▸ **Your assignment**
Give back only the lines in the records below from the one with "pub mod services;" to the one with "pub mod repositories;", both inclusive, word for word.

[Collected data entries]
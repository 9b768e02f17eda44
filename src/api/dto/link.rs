//! DTO describing a stored link.

use chrono::{DateTime, Utc};
use serde::Serialize;

use crate::domain::entities::Link;

/// Public view of a link with its visit count.
#[derive(Debug, Serialize)]
pub struct LinkResponse {
    pub code: String,
    pub short_url: String,
    pub target_url: String,
    pub visits: i64,
    pub created_at: DateTime<Utc>,
}

impl LinkResponse {
    pub fn from_link(link: Link, short_url: String) -> Self {
        Self {
            code: link.code,
            short_url,
            target_url: link.target_url,
            visits: link.visits,
            created_at: link.created_at,
        }
    }
}
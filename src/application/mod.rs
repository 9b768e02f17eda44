//! Application layer services implementing business logic.
//!
//! Services consume repository traits and expose the operations the HTTP
//! handlers and the admin CLI call.
//!
//! # Available Services
//!
//! - [`services::link_service::LinkService`] - Get-or-create, resolve, stats and recent links
//! - [`services::code_allocator::CodeAllocator`] - Collision-free short code allocation

pub mod services;
//! Domain layer containing the link entity and the storage contract.
//!
//! # Architecture
//!
//! - [`entities`] - Core business data structures
//! - [`repositories`] - Data access trait definitions
//!
//! The domain layer has no dependencies on infrastructure or presentation layers.
//! Repository traits define contracts implemented by
//! [`crate::infrastructure::persistence`], and business rules live in
//! [`crate::application::services`].

pub mod entities;
pub mod repositories;
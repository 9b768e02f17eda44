//! Application configuration loaded from environment variables.
//!
//! Configuration is loaded once at startup and validated before the server starts.
//! A `.env` file in the working directory is honored (see `dotenvy` in `main.rs`).
//!
//! ```bash
//! export DATABASE_URL="sqlite://shortly.db"
//! export LISTEN="0.0.0.0:5000"
//! export BASE_URL="https://sho.rt"
//! ```
//!
//! ## Variables
//!
//! - `DATABASE_URL` - SQLite database (default: `sqlite://shortly.db`)
//! - `LISTEN` - Bind address (default: `0.0.0.0:5000`)
//! - `BASE_URL` - Public prefix for short links (default: `http://localhost:5000`)
//! - `RUST_LOG` - Log level (default: `info`)
//! - `LOG_FORMAT` - Log format: `text` or `json` (default: `text`)
//! - `RECENT_LINKS_LIMIT` - Default size of the recent links list (default: 20)
//! - `DB_MAX_CONNECTIONS` - Pool size (default: 5)
//! - `DB_BUSY_TIMEOUT` - Seconds a writer waits on a locked database (default: 5)

use anyhow::Result;
use std::env;

use crate::application::services::MAX_RECENT_LIMIT;

/// Service configuration loaded from environment variables.
#[derive(Debug, Clone)]
pub struct Config {
    pub database_url: String,
    pub listen_addr: String,
    /// Prefix joined with a code to build the public short URL.
    pub base_url: String,
    pub log_level: String,
    pub log_format: String,
    /// Number of links returned by `/api/links` when no `limit` is given.
    pub recent_links_limit: i64,

    // ── SqlitePool settings ─────────────────────────────────────────────────
    /// Maximum number of connections in the pool (`DB_MAX_CONNECTIONS`, default: 5).
    pub db_max_connections: u32,
    /// Seconds to wait on a locked database before failing (`DB_BUSY_TIMEOUT`, default: 5).
    pub db_busy_timeout: u64,
}

impl Config {
    /// Loads configuration from environment variables.
    ///
    /// Unset or unparseable variables fall back to their defaults.
    pub fn from_env() -> Result<Self> {
        let database_url =
            env::var("DATABASE_URL").unwrap_or_else(|_| "sqlite://shortly.db".to_string());
        let listen_addr = env::var("LISTEN").unwrap_or_else(|_| "0.0.0.0:5000".to_string());
        let base_url =
            env::var("BASE_URL").unwrap_or_else(|_| "http://localhost:5000".to_string());
        let log_level = env::var("RUST_LOG").unwrap_or_else(|_| "info".to_string());
        let log_format = env::var("LOG_FORMAT").unwrap_or_else(|_| "text".to_string());

        let recent_links_limit = env::var("RECENT_LINKS_LIMIT")
            .ok()
            .and_then(|v| v.parse().ok())
            .unwrap_or(20);

        let db_max_connections = env::var("DB_MAX_CONNECTIONS")
            .ok()
            .and_then(|v| v.parse().ok())
            .unwrap_or(5);

        let db_busy_timeout = env::var("DB_BUSY_TIMEOUT")
            .ok()
            .and_then(|v| v.parse().ok())
            .unwrap_or(5);

        Ok(Self {
            database_url,
            listen_addr,
            base_url,
            log_level,
            log_format,
            recent_links_limit,
            db_max_connections,
            db_busy_timeout,
        })
    }

    /// Validates the configuration.
    ///
    /// # Errors
    ///
    /// Returns an error if:
    /// - `log_format` is not `text` or `json`
    /// - `listen_addr` is not `host:port`
    /// - `database_url` is not a `sqlite:` URL
    /// - `base_url` does not start with `http://` or `https://`
    /// - `recent_links_limit` is outside `1..=100`
    /// - pool settings are zero
    pub fn validate(&self) -> Result<()> {
        if self.log_format != "text" && self.log_format != "json" {
            anyhow::bail!(
                "LOG_FORMAT must be 'text' or 'json', got '{}'",
                self.log_format
            );
        }

        if !self.listen_addr.contains(':') {
            anyhow::bail!(
                "LISTEN must be in format 'host:port', got '{}'",
                self.listen_addr
            );
        }

        if !self.database_url.starts_with("sqlite:") {
            anyhow::bail!(
                "DATABASE_URL must start with 'sqlite:', got '{}'",
                self.database_url
            );
        }

        if !self.base_url.starts_with("http://") && !self.base_url.starts_with("https://") {
            anyhow::bail!(
                "BASE_URL must start with 'http://' or 'https://', got '{}'",
                self.base_url
            );
        }

        if !(1..=MAX_RECENT_LIMIT).contains(&self.recent_links_limit) {
            anyhow::bail!(
                "RECENT_LINKS_LIMIT must be between 1 and {}, got {}",
                MAX_RECENT_LIMIT,
                self.recent_links_limit
            );
        }

        if self.db_max_connections == 0 {
            anyhow::bail!("DB_MAX_CONNECTIONS must be at least 1");
        }
        if self.db_busy_timeout == 0 {
            anyhow::bail!("DB_BUSY_TIMEOUT must be greater than 0");
        }

        Ok(())
    }

    /// Builds the public short URL for a code.
    pub fn short_url(&self, code: &str) -> String {
        format!("{}/{}", self.base_url.trim_end_matches('/'), code)
    }

    /// Prints configuration summary.
    pub fn print_summary(&self) {
        tracing::info!("Configuration loaded:");
        tracing::info!("  Listen address: {}", self.listen_addr);
        tracing::info!("  Database: {}", self.database_url);
        tracing::info!("  Base URL: {}", self.base_url);
        tracing::info!("  Log level: {}", self.log_level);
        tracing::info!("  Log format: {}", self.log_format);
        tracing::info!("  Pool size: {}", self.db_max_connections);
    }
}

/// Loads and validates configuration from environment variables.
///
/// # Errors
///
/// Returns an error if validation fails.
///
/// # Note
///
/// This function expects environment variables to be already loaded
/// (e.g., via `dotenvy::dotenv()` in `main.rs`).
pub fn load_from_env() -> Result<Config> {
    let config = Config::from_env()?;
    config.validate()?;
    Ok(config)
}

▸ **Task output**
pub mod services;
//! Domain layer containing the link entity and the storage contract.
//!
//! # Architecture
//!
//! - [`entities`] - Core business data structures
//! - [`repositories`] - Data access trait definitions
//!
//! The domain layer has no dependencies on infrastructure or presentation layers.
//! Repository traits define contracts implemented by
//! [`crate::infrastructure::persistence`], and business rules live in
//! [`crate::application::services`].

pub mod entities;
pub mod repositories;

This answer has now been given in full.